ところで、AFF2用にパンプアップされて技量6なら、ZEDで大きく体力を失っていてもアナランド人があの場で即座に捕食されてしまうということはなさそうだ。さあ、君は恐竜時代のサバイバルを生き延びることができるだろうか? これで『ソーサリー!外伝』が一冊作れそうな感じである。例えば、南下してアナランドが興るであろう地へ戻り、かの魔法大国の礎となる記録を残すとか、あるいは歴史上何物も成しえなかったカーカバード統一を目指すなんてのも悪くはない。
【追記】
『Return to the Pit』こと『真・モンスター事典』にアンティーロセット載っておりました! やはり翼竜とのことであります。
スナタ森の中心部に多い茂り、動物を絞め殺すという恐るべき植物。樹皮エキスを塗りたくれば藪は君を植物と勘違いし、解放してくれるだろう。『モンスター事典』を読む限り、獲物は人間に限らないようだ。この辺りには森に生息する動物も寄り付かないに違いない。
だが、くびり藪と遭遇する地点へ向かう選択肢を見ると、普通に道が続いているようにしか読めないことに気づく。しかも「消えかけた道」などの描写もない。アナランダーには違いが判らない程度に、この道はしっかりとついているようだ。こんなところを何本も立派な道が通っているとは考えにくいので、おそらくは獣道であろう。だが、そうだとしてもおかしい……一体どんな動物がくびり藪が茂る場所へ向かう道を頻繁に使っているというのだろうか。
スナタ森に生息する生き物といえば、先ずスナタ猫、それから野生の熊だ。熊は本当にただの熊なので、くびり藪に捕まったら体液を搾り取られて死ぬ他あるまい。スナタ猫はどうだ? 奴らは透明化する能力を持っているが、植物が視覚に頼っているはずもない。猫の能力は存在を消すのではなく、あくまで姿を消すだけだ。くびり藪から逃れられるとは思えない。では、この道の主は何者なのか?

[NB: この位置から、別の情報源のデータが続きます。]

/// 상품 상세 (판매자 평가, 최근 입찰)
pub async fn get_product_detail(
    db_manager: &DatabaseManager,
    product_id: i64,
) -> AppResult<ProductDetail> {
    info!("{:<12} --> 상품 상세 조회 id: {}", "Query", product_id);
    db_manager
        .transaction(|tx| {
            Box::pin(async move {
                let product = get_product(&mut **tx, product_id).await?;
                let seller = get_user(&mut **tx, product.seller_id).await?;
                let rating = get_rating_summary(&mut **tx, product.seller_id).await?;
                let recent_bids = sqlx::query_as::<_, BidView>(queries::GET_RECENT_BIDS)
                    .bind(product_id)
                    .bind(RECENT_BID_LIMIT)
                    .fetch_all(&mut **tx)
                    .await?
                    .into_iter()
                    .map(BidView::masked)
                    .collect();
                let minimum_bid = match product.highest_bidder_id {
                    None => product.starting_price,
                    Some(_) => product.current_price + product.bid_step,
                };
                Ok::<_, AppError>(ProductDetail {
                    product,
                    seller_name: seller.full_name,
                    seller_rating: rating.into(),
                    recent_bids,
                    minimum_bid,
                })
            })
        })
        .await
}

/// 입찰 이력 조회
pub async fn get_bid_history(
    db_manager: &DatabaseManager,
    product_id: i64,
) -> AppResult<Vec<BidView>> {
    info!("{:<12} --> 입찰 이력 조회 id: {}", "Query", product_id);
    get_product(db_manager.pool(), product_id).await?;
    Ok(sqlx::query_as::<_, BidView>(queries::GET_BID_HISTORY)
        .bind(product_id)
        .fetch_all(db_manager.pool())
        .await?
        .into_iter()
        .map(BidView::masked)
        .collect())
}

/// 최고 입찰가 조회
pub async fn get_highest_bid(
    db_manager: &DatabaseManager,
    product_id: i64,
) -> AppResult<Option<BidView>> {
    info!("{:<12} --> 최고 입찰가 조회 id: {}", "Query", product_id);
    get_product(db_manager.pool(), product_id).await?;
    Ok(sqlx::query_as::<_, BidView>(queries::GET_HIGHEST_BID)
        .bind(product_id)
        .fetch_optional(db_manager.pool())
        .await?
        .map(BidView::masked))
}

// endregion: --- Catalog

// region:    --- Orders

pub async fn get_order<'e, E>(executor: E, order_id: i64) -> AppResult<Order>
where
    E: Executor<'e, Database = Postgres>,
{
    sqlx::query_as::<_, Order>(queries::GET_ORDER)
        .bind(order_id)
        .fetch_optional(executor)
        .await?
        .ok_or_else(|| AppError::not_found("주문"))
}

pub async fn get_my_orders(
    db_manager: &DatabaseManager,
    user_id: i64,
    role: Option<OrderRoleFilter>,
    status: Option<&str>,
) -> AppResult<Vec<OrderSummary>> {
    let role = role.map(|r| match r {
        OrderRoleFilter::Buyer => "buyer",
        OrderRoleFilter::Seller => "seller",
    });
    Ok(sqlx::query_as::<_, OrderSummary>(queries::GET_MY_ORDERS)
        .bind(user_id)
        .bind(role)
        .bind(status)
        .fetch_all(db_manager.pool())
        .await?)
}

pub async fn get_chat_messages(
    db_manager: &DatabaseManager,
    order_id: i64,
) -> AppResult<Vec<ChatMessage>> {
    Ok(sqlx::query_as::<_, ChatMessage>(queries::GET_CHAT_MESSAGES)
        .bind(order_id)
        .fetch_all(db_manager.pool())
        .await?)
}

// endregion: --- Orders

// region:    --- Dashboards

async fn count_by_key(
    db_manager: &DatabaseManager,
    sql: &'static str,
    owner_id: Option<i64>,
) -> AppResult<BTreeMap<String, i64>> {
    let mut query = sqlx::query_as::<_, (String, i64)>(sql);
    if let Some(owner_id) = owner_id {
        query = query.bind(owner_id);
    }
    Ok(query.fetch_all(db_manager.pool()).await?.into_iter().collect())
}

/// 관리자 통계
pub async fn get_admin_stats(db_manager: &DatabaseManager) -> AppResult<AdminStats> {
    info!("{:<12} --> 관리자 통계 조회", "Query");
    Ok(AdminStats {
        users_by_role: count_by_key(db_manager, queries::COUNT_USERS_BY_ROLE, None).await?,
        products_by_status: count_by_key(db_manager, queries::COUNT_PRODUCTS_BY_STATUS, None)
            .await?,
        orders_by_status: count_by_key(db_manager, queries::COUNT_ORDERS_BY_STATUS, None).await?,
        completed_revenue: sqlx::query_scalar(queries::COMPLETED_REVENUE)
            .fetch_one(db_manager.pool())
            .await?,
    })
}

/// 판매자 대시보드
pub async fn get_seller_dashboard(
    db_manager: &DatabaseManager,
    seller_id: i64,
) -> AppResult<SellerDashboard> {
    info!("{:<12} --> 판매자 대시보드 조회 seller: {}", "Query", seller_id);
    Ok(SellerDashboard {
        products_by_status: count_by_key(
            db_manager,
            queries::COUNT_SELLER_PRODUCTS_BY_STATUS,
            Some(seller_id),
        )
        .await?,
        orders_by_status: count_by_key(
            db_manager,
            queries::COUNT_SELLER_ORDERS_BY_STATUS,
            Some(seller_id),
        )
        .await?,
        completed_revenue: sqlx::query_scalar(queries::SELLER_COMPLETED_REVENUE)
            .bind(seller_id)
            .fetch_one(db_manager.pool())
            .await?,
        rating: get_rating_summary(db_manager.pool(), seller_id).await?.into(),
    })
}

pub async fn get_seller_orders(
    db_manager: &DatabaseManager,
    seller_id: i64,
) -> AppResult<Vec<OrderSummary>> {
    Ok(sqlx::query_as::<_, OrderSummary>(queries::GET_SELLER_ORDERS)
        .bind(seller_id)
        .fetch_all(db_manager.pool())
        .await?)
}

// endregion: --- Dashboards

// region:    --- Helpers

fn clamp_paging(page: i64, page_size: i64) -> (i64, i64) {
    (page.clamp(1, MAX_PAGE), page_size.clamp(1, MAX_PAGE_SIZE))
}

fn non_empty(value: &Option<String>) -> Option<&str> {
    value.as_deref().map(str::trim).filter(|v| !v.is_empty())
}

/// LIKE 패턴 특수문자 이스케이프
fn escape_like(raw: &str) -> String {
    raw.replace('\\', "\\\\").replace('%', "\\%").replace('_', "\\_")
}

// endregion: --- Helpers

#[cfg(test)]
mod tests {
    use super::*;
    use crate::catalog::model::ProductSort;

    fn product_sql(filter: &ProductFilter) -> String {
        let mut builder = QueryBuilder::<Postgres>::new("SELECT * FROM products p");
        push_product_filters(&mut builder, filter).unwrap();
        builder.sql().to_string()
    }

    #[test]
    fn empty_filter_has_no_conditions() {
        assert_eq!(
            product_sql(&ProductFilter::default()),
            "SELECT * FROM products p WHERE 1 = 1"
        );
    }

    #[test]
    fn filters_bind_their_values() {
        let filter = ProductFilter {
            search: Some("camera".into()),
            category_id: Some(3),
            status: Some("active".into()),
            seller_id: Some(9),
            sort: ProductSort::PriceDesc,
            ..ProductFilter::default()
        };
        let sql = product_sql(&filter);
        assert!(sql.contains("p.title ILIKE $1"));
        assert!(sql.contains("p.category_id = $2"));
        assert!(sql.contains("parent_id = $3"));
        assert!(sql.contains("p.status = $4"));
        assert!(sql.contains("p.seller_id = $5"));
    }

    #[test]
    fn all_status_skips_the_status_condition() {
        let filter = ProductFilter {
            status: Some("ALL".into()),
            ..ProductFilter::default()
        };
        assert!(!product_sql(&filter).contains("p.status"));
    }

    #[test]
    fn unknown_status_is_a_bad_request() {
        let filter = ProductFilter {
            status: Some("flying".into()),
            ..ProductFilter::default()
        };
        let mut builder = QueryBuilder::<Postgres>::new("SELECT 1");
        assert!(matches!(
            push_product_filters(&mut builder, &filter),
            Err(AppError::BadRequest(_))
        ));
    }

    #[test]
    fn paging_is_clamped() {
        assert_eq!(clamp_paging(0, 1000), (1, MAX_PAGE_SIZE));
        assert_eq!(clamp_paging(3, 0), (3, 1));
    }

    #[test]
    fn huge_page_keeps_the_offset_in_range() {
        let (page, page_size) = clamp_paging(i64::MAX, i64::MAX);
        assert_eq!((page, page_size), (MAX_PAGE, MAX_PAGE_SIZE));
        assert!((page - 1).checked_mul(page_size).is_some());

        let (page, _) = clamp_paging(i64::MIN, 20);
        assert_eq!(page, 1);
    }

    #[test]
    fn highest_bid_skips_rejected_bidders_and_breaks_ties() {
        let sql = queries::GET_HIGHEST_BID;
        assert!(sql.contains("rejected_bidders"));
        assert!(sql.contains("ORDER BY b.amount DESC, b.bid_time ASC, b.id DESC"));
    }

    #[test]
    fn like_wildcards_are_escaped() {
        assert_eq!(escape_like("50%_off"), "50\\%\\_off");
    }
}
#[cfg(test)]
mod tests {
    use super::*;
    use crate::bidding::engine::PlacedBid;
    use chrono::Duration;

    fn resolution() -> BidResolution {
        BidResolution {
            placed: vec![
                PlacedBid {
                    bidder_id: 3,
                    amount: 1500,
                    is_auto: false,
                },
                PlacedBid {
                    bidder_id: 2,
                    amount: 1600,
                    is_auto: true,
                },
            ],
            new_price: 1600,
            leader_id: 2,
            outbid_id: Some(3),
            extended_end_time: None,
            sold: false,
            proxy_upsert: None,
            exhausted_proxies: vec![],
        }
    }

    #[test]
    fn outbid_notice_rides_on_the_last_bid_only() {
        let events = resolution_events(10, &resolution(), Utc::now());
        let outbids: Vec<Option<i64>> = events
            .iter()
            .map(|e| match e {
                MarketEvent::BidPlaced { outbid_id, .. } => *outbid_id,
                _ => panic!("unexpected event"),
            })
            .collect();
        assert_eq!(outbids, vec![None, Some(3)]);
    }

    #[test]
    fn extension_and_sale_add_events() {
        let now = Utc::now();
        let mut res = resolution();
        res.extended_end_time = Some(now + Duration::minutes(10));
        res.sold = true;
        let types: Vec<&str> = resolution_events(10, &res, now)
            .iter()
            .map(MarketEvent::event_type)
            .collect();
        assert_eq!(
            types,
            vec!["BidPlaced", "BidPlaced", "AuctionExtended", "BuyNowExecuted"]
        );
    }

    #[test]
    fn product_row_becomes_snapshot() {
        let now = Utc::now();
        let product = Product {
            id: 1,
            seller_id: 2,
            category_id: 1,
            title: "Lamp".into(),
            description: "Brass".into(),
            image_urls: vec![],
            starting_price: 1000,
            current_price: 1000,
            bid_step: 100,
            buy_now_price: None,
            start_time: now,
            end_time: now + Duration::hours(1),
            status: "ACTIVE".into(),
            auto_extend: true,
            allow_unrated_bidders: true,
            highest_bidder_id: None,
            bid_count: 0,
            version: 0,
            created_at: now,
        };
        let snapshot = ListingSnapshot::try_from(&product).unwrap();
        assert_eq!(snapshot.status, AuctionStatus::Active);
        assert_eq!(snapshot.minimum_bid(), 1000);

        let broken = Product {
            status: "UNKNOWN".into(),
            ..product
        };
        assert!(ListingSnapshot::try_from(&broken).is_err());
    }
}
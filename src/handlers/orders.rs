// region:    --- Imports
use crate::auth::AuthUser;
use crate::chat::commands::authorized_order;
use crate::error::AppResult;
use crate::orders::commands::handle_update_order;
use crate::orders::model::{Order, OrderListQuery, OrderSummary, UpdateOrderRequest};
use crate::query::handlers as query;
use crate::reviews::commands::handle_create_review;
use crate::reviews::model::{CreateReviewRequest, Review};
use crate::state::AppState;
use crate::validation::ValidatedJson;
use axum::extract::{Path, Query, State};
use axum::http::StatusCode;
use axum::Json;

// endregion: --- Imports

/// 내 주문 목록 (role=buyer|seller)
pub async fn handle_get_orders(
    State(state): State<AppState>,
    user: AuthUser,
    Query(params): Query<OrderListQuery>,
) -> AppResult<Json<Vec<OrderSummary>>> {
    Ok(Json(
        query::get_my_orders(&state.db, user.id, params.role, params.status.as_deref()).await?,
    ))
}

pub async fn handle_get_order(
    State(state): State<AppState>,
    user: AuthUser,
    Path(order_id): Path<i64>,
) -> AppResult<Json<Order>> {
    Ok(Json(authorized_order(&state.db, user, order_id, true).await?))
}

/// 주문 상태 변경
pub async fn handle_update(
    State(state): State<AppState>,
    user: AuthUser,
    Path(order_id): Path<i64>,
    ValidatedJson(req): ValidatedJson<UpdateOrderRequest>,
) -> AppResult<Json<Order>> {
    Ok(Json(
        handle_update_order(&state.db, state.publisher.as_ref(), user, order_id, req).await?,
    ))
}

/// 거래 평가
pub async fn handle_review(
    State(state): State<AppState>,
    user: AuthUser,
    Path(order_id): Path<i64>,
    ValidatedJson(req): ValidatedJson<CreateReviewRequest>,
) -> AppResult<(StatusCode, Json<Review>)> {
    let review = handle_create_review(&state.db, user, order_id, req).await?;
    Ok((StatusCode::CREATED, Json(review)))
}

『モンスター事典』の中にそれらしい生き物を見つけることができる。火狐である。第三巻では森に至る前に登場するのだが、事典にははっきりと「スナタ森の火狐」との表記がある。この狐には知っての通り発火能力があるので、たとえくびり藪に絡みつかれてもこれを焼き切ることができるだろう。件の道は火狐の獣道だとすれば辻褄は合うかもしれない……。藪は焼かれても、やがて再び蔽い茂るというわけだ。